*Instructions to follow*. Locate the word "status" in the entries below, then gather every line that holds it.

==============================

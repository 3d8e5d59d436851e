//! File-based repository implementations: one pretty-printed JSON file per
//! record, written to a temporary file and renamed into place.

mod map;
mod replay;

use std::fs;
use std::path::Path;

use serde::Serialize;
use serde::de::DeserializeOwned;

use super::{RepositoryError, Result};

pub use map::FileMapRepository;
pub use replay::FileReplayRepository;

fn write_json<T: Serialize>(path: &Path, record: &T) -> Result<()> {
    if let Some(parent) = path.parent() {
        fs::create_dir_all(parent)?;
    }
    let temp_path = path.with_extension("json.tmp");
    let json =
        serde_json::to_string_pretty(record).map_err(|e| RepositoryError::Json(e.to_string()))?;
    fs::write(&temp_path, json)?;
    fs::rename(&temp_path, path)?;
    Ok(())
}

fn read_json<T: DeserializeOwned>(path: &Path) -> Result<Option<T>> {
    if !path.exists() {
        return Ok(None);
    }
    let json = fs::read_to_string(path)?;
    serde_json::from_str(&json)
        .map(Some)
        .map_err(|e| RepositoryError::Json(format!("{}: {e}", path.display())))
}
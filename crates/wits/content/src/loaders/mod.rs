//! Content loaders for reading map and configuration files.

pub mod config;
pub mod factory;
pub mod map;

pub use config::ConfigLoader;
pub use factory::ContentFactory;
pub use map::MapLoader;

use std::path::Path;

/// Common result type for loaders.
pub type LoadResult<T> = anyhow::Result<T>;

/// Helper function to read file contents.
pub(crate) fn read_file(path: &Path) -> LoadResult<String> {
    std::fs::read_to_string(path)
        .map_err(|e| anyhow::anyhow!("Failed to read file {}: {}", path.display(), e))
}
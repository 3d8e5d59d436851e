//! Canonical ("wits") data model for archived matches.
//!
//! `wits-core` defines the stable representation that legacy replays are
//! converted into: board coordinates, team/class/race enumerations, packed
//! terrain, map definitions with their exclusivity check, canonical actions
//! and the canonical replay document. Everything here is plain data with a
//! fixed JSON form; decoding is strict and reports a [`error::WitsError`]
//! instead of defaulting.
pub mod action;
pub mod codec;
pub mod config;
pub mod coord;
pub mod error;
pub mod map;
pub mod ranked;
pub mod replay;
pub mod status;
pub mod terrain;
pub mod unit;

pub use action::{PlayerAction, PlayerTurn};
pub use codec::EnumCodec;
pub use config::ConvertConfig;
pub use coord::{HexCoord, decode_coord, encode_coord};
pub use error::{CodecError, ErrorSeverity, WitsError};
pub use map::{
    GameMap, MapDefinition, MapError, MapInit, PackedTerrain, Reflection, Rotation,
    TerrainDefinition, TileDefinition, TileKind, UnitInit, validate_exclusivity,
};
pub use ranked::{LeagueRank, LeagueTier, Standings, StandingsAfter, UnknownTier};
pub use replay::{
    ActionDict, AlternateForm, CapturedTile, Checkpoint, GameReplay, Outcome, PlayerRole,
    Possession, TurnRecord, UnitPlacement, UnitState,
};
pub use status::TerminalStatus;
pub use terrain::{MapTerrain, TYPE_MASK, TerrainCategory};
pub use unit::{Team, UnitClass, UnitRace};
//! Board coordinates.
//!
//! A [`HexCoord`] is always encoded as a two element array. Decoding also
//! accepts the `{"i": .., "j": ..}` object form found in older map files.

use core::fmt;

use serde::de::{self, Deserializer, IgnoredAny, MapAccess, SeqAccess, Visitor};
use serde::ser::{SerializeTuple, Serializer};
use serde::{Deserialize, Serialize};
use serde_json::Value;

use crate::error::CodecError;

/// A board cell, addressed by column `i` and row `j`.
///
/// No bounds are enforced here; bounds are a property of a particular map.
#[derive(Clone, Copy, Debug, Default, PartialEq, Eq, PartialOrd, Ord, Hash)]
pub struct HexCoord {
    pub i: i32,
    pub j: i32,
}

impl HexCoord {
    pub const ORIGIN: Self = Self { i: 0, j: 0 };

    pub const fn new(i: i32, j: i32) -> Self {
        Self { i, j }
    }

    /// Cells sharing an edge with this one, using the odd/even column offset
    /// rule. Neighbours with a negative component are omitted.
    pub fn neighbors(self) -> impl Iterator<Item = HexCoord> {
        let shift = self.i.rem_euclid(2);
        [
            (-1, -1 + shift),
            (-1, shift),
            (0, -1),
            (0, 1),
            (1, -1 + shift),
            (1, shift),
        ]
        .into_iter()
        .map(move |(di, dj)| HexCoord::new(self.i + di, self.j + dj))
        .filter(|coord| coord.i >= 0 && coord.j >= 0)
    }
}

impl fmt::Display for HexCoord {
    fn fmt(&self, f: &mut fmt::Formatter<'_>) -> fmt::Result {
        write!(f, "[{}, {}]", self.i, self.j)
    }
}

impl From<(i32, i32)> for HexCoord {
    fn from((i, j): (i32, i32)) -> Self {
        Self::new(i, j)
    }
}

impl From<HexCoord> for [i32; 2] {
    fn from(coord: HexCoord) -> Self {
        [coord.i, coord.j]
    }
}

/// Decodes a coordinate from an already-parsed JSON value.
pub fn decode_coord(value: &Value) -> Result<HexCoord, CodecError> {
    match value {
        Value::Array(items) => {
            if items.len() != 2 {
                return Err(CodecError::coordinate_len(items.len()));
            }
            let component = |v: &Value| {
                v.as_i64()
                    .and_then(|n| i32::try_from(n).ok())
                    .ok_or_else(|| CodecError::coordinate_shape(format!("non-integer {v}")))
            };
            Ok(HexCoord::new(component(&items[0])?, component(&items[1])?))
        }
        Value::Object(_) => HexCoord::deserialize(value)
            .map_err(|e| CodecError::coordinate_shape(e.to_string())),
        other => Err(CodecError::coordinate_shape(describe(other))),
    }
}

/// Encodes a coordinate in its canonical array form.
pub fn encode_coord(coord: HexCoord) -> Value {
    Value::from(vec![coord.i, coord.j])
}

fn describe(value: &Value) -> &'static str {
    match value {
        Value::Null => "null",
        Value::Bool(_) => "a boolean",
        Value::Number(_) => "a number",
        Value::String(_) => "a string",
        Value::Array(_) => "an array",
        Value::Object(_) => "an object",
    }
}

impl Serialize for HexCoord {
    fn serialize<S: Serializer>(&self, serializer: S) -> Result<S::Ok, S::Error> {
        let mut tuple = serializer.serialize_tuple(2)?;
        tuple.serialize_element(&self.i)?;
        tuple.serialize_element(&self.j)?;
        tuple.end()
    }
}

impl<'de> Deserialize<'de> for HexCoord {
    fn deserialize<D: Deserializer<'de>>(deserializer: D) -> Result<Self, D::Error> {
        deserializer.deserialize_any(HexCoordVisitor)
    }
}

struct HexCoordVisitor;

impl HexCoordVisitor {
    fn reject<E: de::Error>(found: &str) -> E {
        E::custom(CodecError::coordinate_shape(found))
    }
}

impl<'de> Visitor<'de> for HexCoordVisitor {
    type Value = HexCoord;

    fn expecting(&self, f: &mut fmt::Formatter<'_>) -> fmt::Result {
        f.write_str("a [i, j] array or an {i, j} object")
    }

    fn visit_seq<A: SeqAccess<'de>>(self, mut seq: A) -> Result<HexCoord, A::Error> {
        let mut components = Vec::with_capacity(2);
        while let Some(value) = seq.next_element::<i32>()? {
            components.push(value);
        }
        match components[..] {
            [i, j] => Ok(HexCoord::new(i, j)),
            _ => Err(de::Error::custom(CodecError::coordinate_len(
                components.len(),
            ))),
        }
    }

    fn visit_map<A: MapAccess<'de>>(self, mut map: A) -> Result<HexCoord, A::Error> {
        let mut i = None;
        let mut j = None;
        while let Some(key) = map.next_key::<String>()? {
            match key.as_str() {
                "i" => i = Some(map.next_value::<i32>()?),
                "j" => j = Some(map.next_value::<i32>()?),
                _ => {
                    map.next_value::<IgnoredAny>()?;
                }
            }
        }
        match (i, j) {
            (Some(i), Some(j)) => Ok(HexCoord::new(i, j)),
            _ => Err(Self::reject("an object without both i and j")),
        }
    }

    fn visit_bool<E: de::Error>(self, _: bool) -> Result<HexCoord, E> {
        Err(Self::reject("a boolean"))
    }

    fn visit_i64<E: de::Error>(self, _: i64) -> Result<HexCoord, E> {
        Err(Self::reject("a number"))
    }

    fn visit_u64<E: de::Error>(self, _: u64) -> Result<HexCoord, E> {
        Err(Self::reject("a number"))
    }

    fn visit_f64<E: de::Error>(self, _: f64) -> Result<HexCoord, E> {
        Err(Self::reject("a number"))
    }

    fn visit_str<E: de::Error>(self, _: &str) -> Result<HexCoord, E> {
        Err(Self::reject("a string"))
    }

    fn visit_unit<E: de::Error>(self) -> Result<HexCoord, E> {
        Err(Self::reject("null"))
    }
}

==============================

*Reply to the task*.
pub mod status;
pub use status::TerminalStatus;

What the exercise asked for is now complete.